Procédure sur la vérification des véhicules endommagés : Prise en charge par l’assureur ?

Le cadre de la nouvelle procédure de vérification de l’état des véhicules endommagés à la suite d’un accident de la route a été fixé par un décret relatif aux “conditions de remise en circulation des véhicules endommagés”, paru dimanche au Journal officiel.

Ce décret, qui constitue la transcription en droit français d’une directive européenne, sera suivi – à des dates pour le moment non précisées – d’arrêtés qui fixeront les modalités de cette nouvelle procédure pour les différents types de véhicules. Il a été publié trois jours avant l’entrée en vigueur du nouveau système d’immatriculation des véhicules (SIV) prévue mercredi.

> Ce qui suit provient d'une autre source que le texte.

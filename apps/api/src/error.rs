//! Errors reported back over the socket.
//!
//! A failed dispatch never tears the connection down. It turns into an
//! `ERROR` event addressed only to the connection that issued it, carrying
//! a stable machine code and a human-readable message.

use serde_json::{json, Value};
use thiserror::Error;

use crate::store::chat::StoreError;
use crate::store::objects::StorageError;

#[derive(Debug, Error)]
pub enum EventError {
    /// Payload failed decoding or validation.
    #[error("{0}")]
    InvalidArgument(String),
    #[error("{0}")]
    NotFound(String),
    /// Authenticated, but not allowed to touch the target.
    #[error("{0}")]
    Forbidden(String),
    /// Valid request against a target in the wrong state.
    #[error("{0}")]
    Conflict(String),
    #[error("persistence failed: {0}")]
    Persistence(String),
    #[error("storage failed: {0}")]
    Storage(String),
}

impl EventError {
    pub fn invalid_argument(message: impl Into<String>) -> Self {
        Self::InvalidArgument(message.into())
    }

    pub fn not_found(message: impl Into<String>) -> Self {
        Self::NotFound(message.into())
    }

    pub fn forbidden(message: impl Into<String>) -> Self {
        Self::Forbidden(message.into())
    }

    pub fn conflict(message: impl Into<String>) -> Self {
        Self::Conflict(message.into())
    }

    pub fn code(&self) -> &'static str {
        match self {
            Self::InvalidArgument(_) => "INVALID_ARGUMENT",
            Self::NotFound(_) => "NOT_FOUND",
            Self::Forbidden(_) => "FORBIDDEN",
            Self::Conflict(_) => "CONFLICT",
            Self::Persistence(_) => "PERSISTENCE_ERROR",
            Self::Storage(_) => "STORAGE_ERROR",
        }
    }

    /// Body of the `ERROR` dispatch sent to the offending connection.
    pub fn to_event_data(&self) -> Value {
        json!({
            "error": {
                "code": self.code(),
                "message": self.to_string(),
            }
        })
    }
}

impl From<StoreError> for EventError {
    fn from(err: StoreError) -> Self {
        Self::Persistence(err.to_string())
    }
}

impl From<StorageError> for EventError {
    fn from(err: StorageError) -> Self {
        Self::Storage(err.to_string())
    }
}
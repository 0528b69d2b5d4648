//! Connection registry: every live socket of every user.
//!
//! Operations clone handles out under the dashmap shard lock and release
//! it before doing anything else; nothing in here ever awaits while
//! holding a guard.

use std::collections::HashMap;

use dashmap::mapref::entry::Entry;
use dashmap::DashMap;
use serde_json::Value;
use tokio::sync::mpsc;

use crate::models::user::UserClaims;

/// One queued server → client dispatch.
#[derive(Debug, Clone)]
pub struct OutboundEvent {
    pub name: &'static str,
    pub data: Value,
}

pub type OutboundSender = mpsc::UnboundedSender<OutboundEvent>;
pub type OutboundReceiver = mpsc::UnboundedReceiver<OutboundEvent>;

/// Cheap, cloneable address of a live connection. Holds the claims snapshot
/// frozen at identify time and the sending half of the connection's
/// outbound queue.
#[derive(Debug, Clone)]
pub struct ConnectionHandle {
    pub connection_id: String,
    pub user_id: String,
    pub claims: UserClaims,
    sender: OutboundSender,
}

impl ConnectionHandle {
    pub fn new(
        connection_id: String,
        user_id: String,
        claims: UserClaims,
        sender: OutboundSender,
    ) -> Self {
        Self {
            connection_id,
            user_id,
            claims,
            sender,
        }
    }

    /// Queues a dispatch for this connection. Returns false once the
    /// connection's writer has gone away.
    pub fn send(&self, event: &'static str, data: Value) -> bool {
        self.sender.send(OutboundEvent { name: event, data }).is_ok()
    }
}

/// Outcome of removing a connection.
#[derive(Debug)]
pub struct Removal {
    pub user_id: String,
    /// True when this was the user's final connection.
    pub last_for_user: bool,
}

#[derive(Default)]
pub struct ConnectionRegistry {
    by_user: DashMap<String, HashMap<String, ConnectionHandle>>,
    by_conn: DashMap<String, ConnectionHandle>,
}

impl ConnectionRegistry {
    pub fn new() -> Self {
        Self::default()
    }

    /// Tracks a freshly identified connection. Returns true when the user
    /// had no other connection, i.e. they just came online.
    pub fn admit(&self, handle: ConnectionHandle) -> bool {
        self.by_conn
            .insert(handle.connection_id.clone(), handle.clone());
        let mut connections = self.by_user.entry(handle.user_id.clone()).or_default();
        let first = connections.is_empty();
        connections.insert(handle.connection_id.clone(), handle);
        first
    }

    /// Untracks a connection. `None` when the ID was never admitted or was
    /// already removed, so teardown is safe to run twice.
    pub fn remove(&self, connection_id: &str) -> Option<Removal> {
        let (_, handle) = self.by_conn.remove(connection_id)?;
        let mut last_for_user = false;
        if let Entry::Occupied(mut occupied) = self.by_user.entry(handle.user_id.clone()) {
            occupied.get_mut().remove(connection_id);
            if occupied.get().is_empty() {
                occupied.remove();
                last_for_user = true;
            }
        }
        Some(Removal {
            user_id: handle.user_id,
            last_for_user,
        })
    }

    pub fn is_online(&self, user_id: &str) -> bool {
        self.by_user
            .get(user_id)
            .map(|connections| !connections.is_empty())
            .unwrap_or(false)
    }

    /// Snapshot of every live connection of one user.
    pub fn connections_for(&self, user_id: &str) -> Vec<ConnectionHandle> {
        self.by_user
            .get(user_id)
            .map(|connections| connections.values().cloned().collect())
            .unwrap_or_default()
    }

    pub fn connection(&self, connection_id: &str) -> Option<ConnectionHandle> {
        self.by_conn
            .get(connection_id)
            .map(|handle| handle.clone())
    }

    /// Sorted IDs of every user with at least one live connection.
    pub fn online_users(&self) -> Vec<String> {
        let mut users: Vec<String> = self.by_user.iter().map(|e| e.key().clone()).collect();
        users.sort();
        users
    }

    /// Snapshot of every live connection across all users.
    pub fn all_connections(&self) -> Vec<ConnectionHandle> {
        self.by_conn.iter().map(|e| e.value().clone()).collect()
    }

    pub fn connection_count(&self) -> usize {
        self.by_conn.len()
    }
}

Le projet de décret “véhicules endommagés” avait été vivement contesté par l’hebdomadaire Auto Plus, qui se pose en défenseur des automobilistes face à l’Etat et par la Fédération française des motards en colère (FFMC). A la fin du mois de mars, la FFMC s’était d’ailleurs félicité du “recul” des pouvoirs publics sur ce dossier, affirmant que la déléguée interministérielle à la Sécurité routière Michèle Merli leur avait annoncé la tenue prochaine d’un “Grenelle des deux-roues” pour débattre notamment de ce sujet.

Selon des sources proches du dossier, la procédure concernera dans un premier temps les véhicules légers (80 % des engins à moteurs en circulation), puis les motos et les poids lourds après une concertation entre la Sécurité routière notamment et les usagers concernés.

La nouvelle réglementation permettra aux experts automobiles, qui seront reliés par télématique au SIV de demander le blocage de la carte grise d’un véhicule trop endommagé pour reprendre la route. Une lettre informera alors le propriétaire du véhicule qu’il ne pourra reprendre la route avec son véhicule sans les vérifications de l’expert. Celles-ci porteront sur quatre critères : adhérence, freinage, direction, d’équipements de sécurité. Auparavant il avait été envisagé un total de 31 critères, ce qui avait soulevé la colère d’Auto Plus. L’automobiliste sera alors avisé d’une “levée d’opposition” de circuler, un feu vert pour reprendre la route en toute sécurité.

Le coût des deux séries d’expertises (état du véhicule endommagé et état du véhicule remis en état), soit quelque 300 euros, pourrait être pris en charge par les assurances, selon des sources proches du dossier.

En 2008, il y a eu quelque 80.000 accidents de la route en France.